As noted above, semiconductor chips and other integrated circuit devices are typically designed to receive input signals from and provide output signals to external circuits or other external components. For example, integrated circuit devices often include input/output (I/O) pads, which represent conductive pads that are electrically coupled to circuit components within the integrated circuit devices. The I/O pads can be bonded or otherwise electrically connected to wires, solder bumps, printed circuit board (PCB) traces, or other conductive pathways in order to electrically couple the integrated circuit devices to external components.
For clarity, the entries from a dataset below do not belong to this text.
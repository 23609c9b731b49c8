//! Decode failures for stored record tables.
//!
//! Reading is tolerant wherever a field has a defined default (stats, numeric
//! move fields, move and evolution lists). Everything else that does not fit
//! the schema is reported as a [`RecordError`] so the caller can decide what
//! to tell the user. Nothing is silently repaired.

use thiserror::Error;

/// A stored record that does not match the schema.
///
/// `field` is a path into the record table, e.g. `type1` or `moves[2].lvl`.
#[derive(Clone, Debug, PartialEq, Eq, Error)]
pub enum RecordError {
    #[error("malformed record: missing required field `{field}`")]
    MissingField { field: String },

    #[error("malformed record: field `{field}` should be {expected}, found {found}")]
    WrongType {
        field: String,
        expected: &'static str,
        found: &'static str,
    },

    #[error("malformed record: field `{field}` value {value} is out of range")]
    OutOfRange { field: String, value: i64 },

    #[error("malformed record: field `{field}` has unknown value `{value}`")]
    UnknownVariant { field: String, value: String },
}

impl RecordError {
    /// Path of the offending field.
    pub fn field(&self) -> &str {
        match self {
            Self::MissingField { field }
            | Self::WrongType { field, .. }
            | Self::OutOfRange { field, .. }
            | Self::UnknownVariant { field, .. } => field,
        }
    }

    /// Prefixes the field path with the entry it was found in.
    pub(crate) fn within(mut self, parent: &str) -> Self {
        let field = match &mut self {
            Self::MissingField { field }
            | Self::WrongType { field, .. }
            | Self::OutOfRange { field, .. }
            | Self::UnknownVariant { field, .. } => field,
        };
        *field = format!("{parent}.{field}");
        self
    }
}

pub type Result<T> = std::result::Result<T, RecordError>;
//! Move definitions and their stored form.
//!
//! A stored move is a flat table:
//!
//! ```toml
//! [Moves.Tackle]
//! name = "Tackle"
//! type1 = "Normal"
//! type2 = "None"
//! category = "Physical"
//! power = 40
//! accuracy = 100
//! pp = 35
//! target = "Normal"
//! priority = 0
//! flags = 1
//! description = "A physical attack."
//! ```
//!
//! The eight boolean flags share one integer: bit `i` is flag `i`.

use bitflags::bitflags;
use toml::Value;

use crate::codec::RecordCodec;
use crate::error::{RecordError, Result};
use crate::key::KeyStyle;
use crate::table::{self, RecordTable};

/// Stored field names of a move table.
pub mod field {
    pub const NAME: &str = "name";
    pub const TYPE1: &str = "type1";
    pub const TYPE2: &str = "type2";
    pub const CATEGORY: &str = "category";
    pub const POWER: &str = "power";
    pub const ACCURACY: &str = "accuracy";
    pub const PP: &str = "pp";
    pub const TARGET: &str = "target";
    pub const PRIORITY: &str = "priority";
    pub const FLAGS: &str = "flags";
    pub const DESCRIPTION: &str = "description";

    /// Every field the codec models, in write order.
    pub const ALL: [&str; 11] = [
        NAME,
        TYPE1,
        TYPE2,
        CATEGORY,
        POWER,
        ACCURACY,
        PP,
        TARGET,
        PRIORITY,
        FLAGS,
        DESCRIPTION,
    ];
}

bitflags! {
    /// The eight move flags `a`..`h`.
    ///
    /// Bit `i` holds flag `i`, so the stored integer is Σ flag_i · 2^i.
    #[derive(Clone, Copy, Debug, PartialEq, Eq, Hash, Default)]
    #[cfg_attr(feature = "serde", derive(serde::Serialize, serde::Deserialize))]
    pub struct MoveFlags: u8 {
        const A = 1 << 0;
        const B = 1 << 1;
        const C = 1 << 2;
        const D = 1 << 3;
        const E = 1 << 4;
        const F = 1 << 5;
        const G = 1 << 6;
        const H = 1 << 7;
    }
}

impl MoveFlags {
    /// Flag letters in bit order.
    pub const LETTERS: [char; 8] = ['a', 'b', 'c', 'd', 'e', 'f', 'g', 'h'];

    /// Interprets a stored integer. Only the low 8 bits are read.
    pub const fn from_stored(raw: i64) -> Self {
        Self::from_bits_retain((raw & 0xFF) as u8)
    }

    pub fn to_stored(self) -> i64 {
        i64::from(self.bits())
    }

    pub fn from_array(flags: [bool; 8]) -> Self {
        Self::from_bits_retain(encode_flags(flags))
    }

    pub fn to_array(self) -> [bool; 8] {
        decode_flags(i64::from(self.bits()))
    }

    /// Flag at bit `index`; out-of-range indices read as unset.
    pub fn flag(self, index: usize) -> bool {
        index < 8 && self.bits() & (1 << index) != 0
    }

    pub fn set_flag(&mut self, index: usize, value: bool) {
        if index < 8 {
            self.set(Self::from_bits_retain(1 << index), value);
        }
    }

    /// Flag index for a letter `a`..`h` (case-insensitive).
    pub fn index_of(letter: char) -> Option<usize> {
        Self::LETTERS
            .iter()
            .position(|l| *l == letter.to_ascii_lowercase())
    }
}

/// Packs eight booleans into one byte by weighted sum.
pub fn encode_flags(flags: [bool; 8]) -> u8 {
    flags
        .iter()
        .enumerate()
        .map(|(i, &set)| u8::from(set) << i)
        .sum()
}

/// Unpacks the low 8 bits of a stored flag integer.
pub fn decode_flags(raw: i64) -> [bool; 8] {
    std::array::from_fn(|i| raw & (1 << i) != 0)
}

/// Damage category of a move.
#[derive(
    Clone,
    Copy,
    Debug,
    Default,
    PartialEq,
    Eq,
    Hash,
    strum::Display,
    strum::EnumString,
    strum::AsRefStr,
    strum::EnumIter,
)]
#[cfg_attr(feature = "serde", derive(serde::Serialize, serde::Deserialize))]
#[strum(ascii_case_insensitive)]
pub enum MoveCategory {
    #[default]
    Physical,
    Special,
    Status,
}

/// A move definition.
#[derive(Clone, Debug, Default, PartialEq)]
#[cfg_attr(feature = "serde", derive(serde::Serialize, serde::Deserialize))]
pub struct MoveRecord {
    pub name: String,
    pub type1: String,
    pub type2: String,
    pub category: MoveCategory,
    pub power: u16,
    pub accuracy: u8,
    pub pp: u8,
    pub target: String,
    pub priority: i8,
    pub flags: MoveFlags,
    pub description: String,
    /// Stored fields this codec does not model, kept so saving never drops them.
    #[cfg_attr(
        feature = "serde",
        serde(default, skip_serializing_if = "RecordTable::is_empty")
    )]
    pub extra: RecordTable,
}

impl MoveRecord {
    pub fn new(name: impl Into<String>) -> Self {
        Self {
            name: name.into(),
            type1: crate::NONE.to_string(),
            type2: crate::NONE.to_string(),
            ..Self::default()
        }
    }
}

/// Codec for the `Moves` section.
#[derive(Clone, Copy, Debug, Default, PartialEq, Eq)]
pub struct MoveCodec {
    style: KeyStyle,
}

impl MoveCodec {
    pub const fn new(style: KeyStyle) -> Self {
        Self { style }
    }
}

impl RecordCodec for MoveCodec {
    type Record = MoveRecord;

    const SECTION: &'static str = "Moves";

    fn key_style(&self) -> KeyStyle {
        self.style
    }

    fn decode(&self, t: &RecordTable) -> Result<MoveRecord> {
        let name = table::required_str(t, field::NAME)?;
        let type1 = table::required_str(t, field::TYPE1)?;
        let type2 = table::required_str(t, field::TYPE2)?;
        let category = table::required_str(t, field::CATEGORY)?;
        let category = category
            .parse::<MoveCategory>()
            .map_err(|_| RecordError::UnknownVariant {
                field: field::CATEGORY.to_string(),
                value: category,
            })?;

        let flags = match t.get(field::FLAGS) {
            Some(value) => MoveFlags::from_stored(table::as_integer(value, field::FLAGS)?),
            None => MoveFlags::empty(),
        };

        Ok(MoveRecord {
            name,
            type1,
            type2,
            category,
            power: table::optional_int(t, field::POWER)?,
            accuracy: table::optional_int(t, field::ACCURACY)?,
            pp: table::optional_int(t, field::PP)?,
            target: table::optional_str(t, field::TARGET)?,
            priority: table::optional_int(t, field::PRIORITY)?,
            flags,
            description: table::optional_str(t, field::DESCRIPTION)?,
            extra: table::unknown_fields(t, &field::ALL),
        })
    }

    fn encode(&self, m: &MoveRecord) -> RecordTable {
        let mut t = RecordTable::new();
        t.insert(field::NAME.into(), Value::from(m.name.trim()));
        t.insert(field::TYPE1.into(), Value::from(m.type1.as_str()));
        t.insert(field::TYPE2.into(), Value::from(m.type2.as_str()));
        t.insert(field::CATEGORY.into(), Value::from(m.category.to_string()));
        t.insert(field::POWER.into(), Value::from(i64::from(m.power)));
        t.insert(field::ACCURACY.into(), Value::from(i64::from(m.accuracy)));
        t.insert(field::PP.into(), Value::from(i64::from(m.pp)));
        t.insert(field::TARGET.into(), Value::from(m.target.as_str()));
        t.insert(field::PRIORITY.into(), Value::from(i64::from(m.priority)));
        t.insert(field::FLAGS.into(), Value::from(m.flags.to_stored()));
        t.insert(field::DESCRIPTION.into(), Value::from(m.description.as_str()));
        table::append_unknown(&mut t, &m.extra);
        t
    }

    fn name<'a>(&self, record: &'a MoveRecord) -> &'a str {
        &record.name
    }
}
//! Config store and cross-reference lookups for the data files.
//!
//! This crate loads and saves the TOML documents that hold game data:
//! - Moves and Pokemon (edited records)
//! - Types, Items and Abilities (referenced, read-only here)
//!
//! Records inside a document are decoded and encoded through the codecs in
//! `dex-core`; this crate only owns the files and the table-of-tables layout.

pub mod data_dir;
pub mod document;
pub mod error;
pub mod xref;

pub use data_dir::{DataDir, TableKind};
pub use document::Document;
pub use error::{Result, StoreError};
pub use xref::{CrossRefs, DanglingRef, list_keys};
//! File logging for editor sessions.
use std::path::{Path, PathBuf};
use std::time::{SystemTime, UNIX_EPOCH};

use anyhow::{Context, Result};
use tracing_appender::non_blocking::WorkerGuard;
use tracing_subscriber::layer::SubscriberExt;
use tracing_subscriber::util::SubscriberInitExt;

use crate::config::EditorConfig;

pub const LOG_FILE: &str = "editor.log";

/// Routes `tracing` output to `<log dir>/<session>/editor.log`.
///
/// Stdout stays reserved for command output. The returned guard flushes
/// the writer when dropped and must outlive the command.
pub fn setup_logging(config: &EditorConfig) -> Result<WorkerGuard> {
    let log_dir = config.log_dir.clone().unwrap_or_else(log_directory);
    let session_id = config.session_id.clone().unwrap_or_else(new_session_id);

    // Create session-specific log directory
    let session_log_dir = log_dir.join(&session_id);
    std::fs::create_dir_all(&session_log_dir).with_context(|| {
        format!(
            "Failed to create log directory: {}",
            session_log_dir.display()
        )
    })?;

    // Setup file appender
    let file_appender = tracing_appender::rolling::never(&session_log_dir, LOG_FILE);
    let (non_blocking_file, guard) = tracing_appender::non_blocking(file_appender);

    // Create env filter
    let env_filter = tracing_subscriber::EnvFilter::from_default_env()
        .add_directive(tracing::Level::INFO.into());

    // File layer only; stdout carries command output
    let file_layer = tracing_subscriber::fmt::layer()
        .with_writer(non_blocking_file)
        .with_ansi(false);

    tracing_subscriber::registry()
        .with(env_filter)
        .with(file_layer)
        .try_init()
        .context("Failed to initialize logging")?;

    tracing::info!("Logging initialized: session={}", session_id);
    tracing::info!("Log file: {}", session_log_dir.join(LOG_FILE).display());

    Ok(guard)
}

/// Platform cache directory for logs.
///
/// - macOS: `~/Library/Caches/dex/logs`
/// - Linux: `~/.cache/dex/logs` (or `$XDG_CACHE_HOME/dex/logs`)
/// - Windows: `%LOCALAPPDATA%\dex\cache\logs`
/// - Fallback: `/tmp/dex/logs`
pub fn log_directory() -> PathBuf {
    directories::ProjectDirs::from("", "", "dex")
        .map(|dirs| dirs.cache_dir().to_path_buf())
        .unwrap_or_else(|| Path::new("/tmp").join("dex"))
        .join("logs")
}

fn new_session_id() -> String {
    let timestamp = SystemTime::now()
        .duration_since(UNIX_EPOCH)
        .map(|elapsed| elapsed.as_secs())
        .unwrap_or_default();
    format!("session_{timestamp}")
}

#[cfg(test)]
mod tests {
    use super::*;

    #[test]
    fn test_log_directory_ends_in_logs() {
        assert!(log_directory().ends_with("logs"));
    }

    #[test]
    fn test_session_id_format() {
        let id = new_session_id();
        let suffix = id.strip_prefix("session_").unwrap();
        assert!(suffix.parse::<u64>().is_ok());
    }
}
//! `dex check` command.
use anyhow::{Result, bail};
use clap::Parser;
use console::style;
use dex_content::{DanglingRef, TableKind};

use crate::session::Session;

/// Report references in moves and Pokemon that name no known entry
#[derive(Parser)]
pub struct Check {}

impl Check {
    pub fn execute(self, session: &Session) -> Result<String> {
        let refs = session.cross_refs()?;
        let mut findings: Vec<(TableKind, String, DanglingRef)> = Vec::new();
        let mut checked = 0usize;

        if let Some(document) = session.dir().load_optional(TableKind::Moves)? {
            for (key, record) in document.records(&session.move_codec())? {
                checked += 1;
                for dangling in refs.check_move(&record) {
                    findings.push((TableKind::Moves, key.clone(), dangling));
                }
            }
        }

        if let Some(document) = session.dir().load_optional(TableKind::Pokemon)? {
            for (key, record) in document.records(&session.creature_codec())? {
                checked += 1;
                for dangling in refs.check_creature(&record) {
                    findings.push((TableKind::Pokemon, key.clone(), dangling));
                }
            }
        }

        tracing::info!(
            "Checked {} records, {} dangling references",
            checked,
            findings.len()
        );

        if findings.is_empty() {
            return Ok(format!(
                "{} {} records checked, all references resolve",
                style("✓").green().bold(),
                checked
            ));
        }

        for (kind, key, dangling) in &findings {
            eprintln!(
                "{} [{}.{}] {} = {} {}",
                style("✗").red().bold(),
                kind.section(),
                key,
                style(&dangling.field).bold(),
                dangling.value,
                style(format!("(not in {})", dangling.table)).dim()
            );
        }

        bail!(
            "{} dangling references in {} records",
            findings.len(),
            checked
        )
    }
}

#[cfg(test)]
mod tests {
    use super::*;
    use crate::commands::test_support::session;

    const TYPES: &str = "[Types.Normal]\n[Types.Grass]\n";
    const MOVES: &str = r#"
[Moves.Tackle]
name = "Tackle"
type1 = "Normal"
type2 = "None"
category = "Physical"
"#;

    #[test]
    fn test_clean_data_passes() {
        let pokemon = r#"
[Pokemon.Oddish]
name = "Oddish"
type1 = "Grass"
type2 = "None"
moves = [{ lvl = 1, move = "Tackle" }]
"#;
        let (_temp, session) = session(&[
            ("types.toml.bytes", TYPES),
            ("moves.toml.bytes", MOVES),
            ("pokemon.toml.bytes", pokemon),
        ]);

        let message = Check {}.execute(&session).unwrap();
        assert!(message.contains("2 records checked"));
    }

    #[test]
    fn test_unknown_move_is_reported() {
        let pokemon = r#"
[Pokemon.Oddish]
name = "Oddish"
type1 = "Grass"
type2 = "Fire"
moves = [{ lvl = 1, move = "Tackle" }, { lvl = 7, move = "Razor Leaf" }]
"#;
        let (_temp, session) = session(&[
            ("types.toml.bytes", TYPES),
            ("moves.toml.bytes", MOVES),
            ("pokemon.toml.bytes", pokemon),
        ]);

        let err = Check {}.execute(&session).unwrap_err();
        assert_eq!(err.to_string(), "2 dangling references in 2 records");
    }
}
It is common for semiconductor chips and other integrated circuit devices to operate using core voltages that are different from voltages used by external circuits or other external components interacting with the integrated circuit devices. For example, an integrated circuit device may operate using a core voltage of 1.2 volts, while an external component may operate using a voltage of 1.8 volts to 3.3 volts or more. Because of this, input circuits used in integrated circuit devices often need to function across various I/O voltage levels. Some approaches provide input circuits having single input stages to handle these different voltages, but these approaches typically have limited operating ranges. Other approaches provide input circuits having rail-to-rail comparators with self-generated reference levels to handle these different voltages, but these approaches typically involve complex circuitry that can increase the size, weight, power, and cost of the integrated circuit devices. In addition, these approaches often use multiple voltage supplies to accommodate different supply voltages or use complex circuitry to compare different voltage thresholds to incoming voltage levels.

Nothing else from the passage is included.